Game Bird Preparation

Prep Chart
Roasting Temperatures
Field Dressing
Tendon Removal
Weight/Meat Color
Upland Bird Dressing
Hanging Birds
Wax Plucking
Wet Plucking
Dry Plucking

In warm weather all wild game birds should be gutted as soon as they are harvested.  In cool weather gutting can wait until the end of the hunting day.

Plucking the birds may not be practical in the middle of a hunt but warm birds feathers pull out easier than after they have cooled.  When plucking in the field make sure you understand the local and state laws as some states require the feathers on one wing to be left in tact. Have a cooler with ice available to put field dressed birds in as soon as possible.

When plucking examine the bird for age.  The age of some foul will determine the best cooking method to use to attain the highest quality end result.  If the plumage is not fully colored or you notice a lot of pin feathers the bird is probably young. Long pointed spurs (pheasant, turkey) mean the bird is probably older as rounded spurs are found on younger birds.

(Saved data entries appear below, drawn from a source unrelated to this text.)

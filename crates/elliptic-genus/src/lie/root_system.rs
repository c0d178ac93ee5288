//! Root systems in their standard ambient Euclidean coordinates.
//!
//! Conventions follow Bourbaki: for `A_n` the ambient space is `R^{n+1}`
//! with `α_i = e_i - e_{i+1}`; for `B_n`, `C_n`, `D_n` it is `R^n` and the
//! last simple roots are `e_n`, `2e_n`, `e_{n-1} + e_n` respectively; `G2`
//! lives in the plane `x + y + z = 0` of `R^3`.

use std::collections::HashSet;

use num_bigint::BigInt;
use num_traits::Zero;

use super::cartan::{CartanType, Family};
use crate::algebra::{fraction, integer, to_i64, Rational};
use crate::error::{Error, Result};

/// A positive root.
#[derive(Clone, Debug, PartialEq, Eq)]
pub struct Root {
    /// Ambient coordinates.
    pub coordinates: Vec<Rational>,
    /// Coefficients in the basis of simple roots.
    pub expansion: Vec<i64>,
}

impl Root {
    /// Sum of the simple-root coefficients.
    #[must_use]
    pub fn height(&self) -> i64 {
        self.expansion.iter().sum()
    }
}

/// The root datum of a simple Lie algebra of classical type or `G2`.
#[derive(Clone, Debug)]
pub struct RootSystem {
    cartan_type: CartanType,
    ambient_dimension: usize,
    simple_roots: Vec<Vec<Rational>>,
    fundamental_weights: Vec<Vec<Rational>>,
    cartan_matrix: Vec<Vec<i64>>,
    positive_roots: Vec<Root>,
}

/// Standard inner product.
#[must_use]
pub fn dot(a: &[Rational], b: &[Rational]) -> Rational {
    a.iter()
        .zip(b)
        .fold(Rational::zero(), |acc, (x, y)| acc + x * y)
}

fn ambient_vector(dim: usize, entries: &[(usize, Rational)]) -> Vec<Rational> {
    let mut v = vec![Rational::zero(); dim];
    for (i, c) in entries {
        v[*i] += c;
    }
    v
}

fn difference(dim: usize, i: usize, j: usize) -> Vec<Rational> {
    ambient_vector(dim, &[(i, integer(1)), (j, integer(-1))])
}

fn prefix_sum(dim: usize, len: usize, coeff: &Rational) -> Vec<Rational> {
    let mut v = vec![Rational::zero(); dim];
    for x in v.iter_mut().take(len) {
        *x = coeff.clone();
    }
    v
}

impl RootSystem {
    /// Builds the root system of `cartan_type`.
    ///
    /// # Errors
    ///
    /// Returns [`Error::UnsupportedCartanType`] for the exceptional types
    /// other than `G2`.
    pub fn new(cartan_type: CartanType) -> Result<Self> {
        let n = cartan_type.rank();
        let one = integer(1);
        let half = fraction(1, 2);
        let (ambient_dimension, simple_roots, fundamental_weights) = match cartan_type.family() {
            Family::A => {
                let dim = n + 1;
                let simple = (0..n).map(|i| difference(dim, i, i + 1)).collect();
                let weights = (0..n).map(|i| prefix_sum(dim, i + 1, &one)).collect();
                (dim, simple, weights)
            }
            Family::B => {
                let mut simple: Vec<Vec<Rational>> =
                    (0..n - 1).map(|i| difference(n, i, i + 1)).collect();
                simple.push(ambient_vector(n, &[(n - 1, one.clone())]));
                let mut weights: Vec<Vec<Rational>> =
                    (0..n - 1).map(|i| prefix_sum(n, i + 1, &one)).collect();
                weights.push(prefix_sum(n, n, &half));
                (n, simple, weights)
            }
            Family::C => {
                let mut simple: Vec<Vec<Rational>> =
                    (0..n - 1).map(|i| difference(n, i, i + 1)).collect();
                simple.push(ambient_vector(n, &[(n - 1, integer(2))]));
                let weights = (0..n).map(|i| prefix_sum(n, i + 1, &one)).collect();
                (n, simple, weights)
            }
            Family::D => {
                let mut simple: Vec<Vec<Rational>> =
                    (0..n - 1).map(|i| difference(n, i, i + 1)).collect();
                simple.push(ambient_vector(n, &[(n - 2, one.clone()), (n - 1, one.clone())]));
                let mut weights: Vec<Vec<Rational>> =
                    (0..n - 2).map(|i| prefix_sum(n, i + 1, &one)).collect();
                let mut spin_minus = prefix_sum(n, n, &half);
                spin_minus[n - 1] = -half.clone();
                weights.push(spin_minus);
                weights.push(prefix_sum(n, n, &half));
                (n, simple, weights)
            }
            Family::G => {
                let v = |a: i64, b: i64, c: i64| vec![integer(a), integer(b), integer(c)];
                (3, vec![v(0, 1, -1), v(1, -2, 1)], vec![v(1, 0, -1), v(2, -1, -1)])
            }
            Family::E | Family::F => {
                return Err(Error::UnsupportedCartanType(cartan_type.to_string()))
            }
        };

        let cartan_matrix = cartan_matrix(&simple_roots)?;
        let positive_roots = positive_roots(&simple_roots, &cartan_matrix);
        Ok(Self {
            cartan_type,
            ambient_dimension,
            simple_roots,
            fundamental_weights,
            cartan_matrix,
            positive_roots,
        })
    }

    /// The Cartan type.
    #[must_use]
    pub fn cartan_type(&self) -> CartanType {
        self.cartan_type
    }

    /// Number of simple roots.
    #[must_use]
    pub fn rank(&self) -> usize {
        self.simple_roots.len()
    }

    /// Dimension of the ambient space holding roots and weights.
    #[must_use]
    pub fn ambient_dimension(&self) -> usize {
        self.ambient_dimension
    }

    /// Simple roots, 0-indexed.
    #[must_use]
    pub fn simple_roots(&self) -> &[Vec<Rational>] {
        &self.simple_roots
    }

    /// Fundamental weights, 0-indexed.
    #[must_use]
    pub fn fundamental_weights(&self) -> &[Vec<Rational>] {
        &self.fundamental_weights
    }

    /// `a[i][j] = ⟨α_i, α_j^∨⟩`.
    #[must_use]
    pub fn cartan_matrix(&self) -> &[Vec<i64>] {
        &self.cartan_matrix
    }

    /// Positive roots ordered by height.
    #[must_use]
    pub fn positive_roots(&self) -> &[Root] {
        &self.positive_roots
    }

    /// Order of the Weyl group.
    #[must_use]
    pub fn weyl_group_order(&self) -> BigInt {
        self.cartan_type.weyl_group_order()
    }

    /// Half the sum of the positive roots.
    #[must_use]
    pub fn rho(&self) -> Vec<Rational> {
        let half = fraction(1, 2);
        let mut rho = vec![Rational::zero(); self.ambient_dimension];
        for root in &self.positive_roots {
            for (r, c) in rho.iter_mut().zip(&root.coordinates) {
                *r += c * &half;
            }
        }
        rho
    }

    /// `Σ coefficients[i] ω_i` in ambient coordinates.
    ///
    /// # Errors
    ///
    /// Returns [`Error::InvalidWeight`] if the number of coefficients is not the rank.
    pub fn weight(&self, coefficients: &[i64]) -> Result<Vec<Rational>> {
        if coefficients.len() != self.rank() {
            return Err(Error::InvalidWeight {
                weight: coefficients.to_vec(),
                reason: format!("expected {} coordinates", self.rank()),
            });
        }
        let mut out = vec![Rational::zero(); self.ambient_dimension];
        for (a, omega) in coefficients.iter().zip(&self.fundamental_weights) {
            let a = integer(*a);
            for (o, w) in out.iter_mut().zip(omega) {
                *o += &a * w;
            }
        }
        Ok(out)
    }

    /// `⟨v, α_i^∨⟩ = 2(v, α_i) / (α_i, α_i)`.
    #[must_use]
    pub fn pairing(&self, v: &[Rational], i: usize) -> Rational {
        let alpha = &self.simple_roots[i];
        dot(v, alpha) * integer(2) / dot(alpha, alpha)
    }

    /// The simple reflection `s_i v = v - ⟨v, α_i^∨⟩ α_i`.
    #[must_use]
    pub fn reflect(&self, i: usize, v: &[Rational]) -> Vec<Rational> {
        let c = self.pairing(v, i);
        v.iter()
            .zip(&self.simple_roots[i])
            .map(|(x, a)| x - &c * a)
            .collect()
    }
}

fn cartan_matrix(simple_roots: &[Vec<Rational>]) -> Result<Vec<Vec<i64>>> {
    simple_roots
        .iter()
        .map(|a| {
            simple_roots
                .iter()
                .map(|b| to_i64(&(dot(a, b) * integer(2) / dot(b, b))))
                .collect()
        })
        .collect()
}

/// Positive roots by root strings: `β + α_i` is a root exactly when
/// `p - ⟨β, α_i^∨⟩ > 0`, with `p` the largest `k` such that `β - kα_i` is a root.
fn positive_roots(simple_roots: &[Vec<Rational>], cartan: &[Vec<i64>]) -> Vec<Root> {
    let rank = simple_roots.len();
    let unit = |i: usize| -> Vec<i64> { (0..rank).map(|j| i64::from(i == j)).collect() };
    let mut found: Vec<Vec<i64>> = (0..rank).map(unit).collect();
    let mut known: HashSet<Vec<i64>> = found.iter().cloned().collect();
    let mut level: Vec<Vec<i64>> = found.clone();
    while !level.is_empty() {
        let mut next = Vec::new();
        for beta in &level {
            for i in 0..rank {
                let mut p = 0;
                loop {
                    let mut lower = beta.clone();
                    lower[i] -= p + 1;
                    if known.contains(&lower) {
                        p += 1;
                    } else {
                        break;
                    }
                }
                let pairing: i64 = (0..rank).map(|j| beta[j] * cartan[j][i]).sum();
                if p - pairing > 0 {
                    let mut raised = beta.clone();
                    raised[i] += 1;
                    if known.insert(raised.clone()) {
                        next.push(raised);
                    }
                }
            }
        }
        found.extend(next.iter().cloned());
        level = next;
    }

    found
        .into_iter()
        .map(|expansion| {
            let mut coordinates = vec![Rational::zero(); simple_roots[0].len()];
            for (k, alpha) in expansion.iter().zip(simple_roots) {
                let k = integer(*k);
                for (c, a) in coordinates.iter_mut().zip(alpha) {
                    *c += &k * a;
                }
            }
            Root {
                coordinates,
                expansion,
            }
        })
        .collect()
}

#[cfg(test)]
mod tests {
    use super::*;

    fn system(s: &str) -> RootSystem {
        RootSystem::new(s.parse().expect("valid type")).expect("supported type")
    }

    #[test]
    fn positive_root_counts() {
        let counts: Vec<usize> = ["A1", "A3", "B2", "B3", "C3", "D4", "G2"]
            .iter()
            .map(|s| system(s).positive_roots().len())
            .collect();
        assert_eq!(counts, vec![1, 6, 4, 9, 9, 12, 6]);
    }

    #[test]
    fn fundamental_weights_are_dual_to_coroots() {
        for name in ["A4", "B3", "C3", "D4", "D5", "G2"] {
            let rs = system(name);
            for (i, omega) in rs.fundamental_weights().iter().enumerate() {
                for j in 0..rs.rank() {
                    let expected = integer(i64::from(i == j));
                    assert_eq!(rs.pairing(omega, j), expected, "{name}: <w{i}, a{j}>");
                }
            }
        }
    }

    #[test]
    fn cartan_matrix_of_b2() {
        let rs = system("B2");
        assert_eq!(rs.cartan_matrix(), &[vec![2, -2], vec![-1, 2]]);
    }

    #[test]
    fn g2_highest_root() {
        let rs = system("G2");
        let highest = rs.positive_roots().last().expect("nonempty");
        assert_eq!(highest.expansion, vec![3, 2]);
        assert_eq!(highest.height(), 5);
    }

    #[test]
    fn reflection_is_involution() {
        let rs = system("C3");
        let v = rs.rho();
        for i in 0..3 {
            assert_eq!(rs.reflect(i, &rs.reflect(i, &v)), v);
        }
    }

    #[test]
    fn exceptional_types_are_rejected() {
        let e6 = "E6".parse().expect("valid type");
        assert!(matches!(
            RootSystem::new(e6),
            Err(Error::UnsupportedCartanType(_))
        ));
    }
}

Remember that if you are going to hang the bird leave the skin and feathers on.

If an upland bird is badly shot it may have to be skinned rather than plucked as its skin is much more delicate than that of water foul.  It is always better to leave the skin on by plucking as the skin helps keep the  bird from drying out when stored and in the cooking process.

A strong flavored bird like a sage grouse, fish eating duck, and sea duck may need to be skinned due to their strong flavor.

In rare instances ducks may have parasites in their breast which show up as white rice-like grains. These parasites are harmless when cooked thoroughly but it is best to discard this meat.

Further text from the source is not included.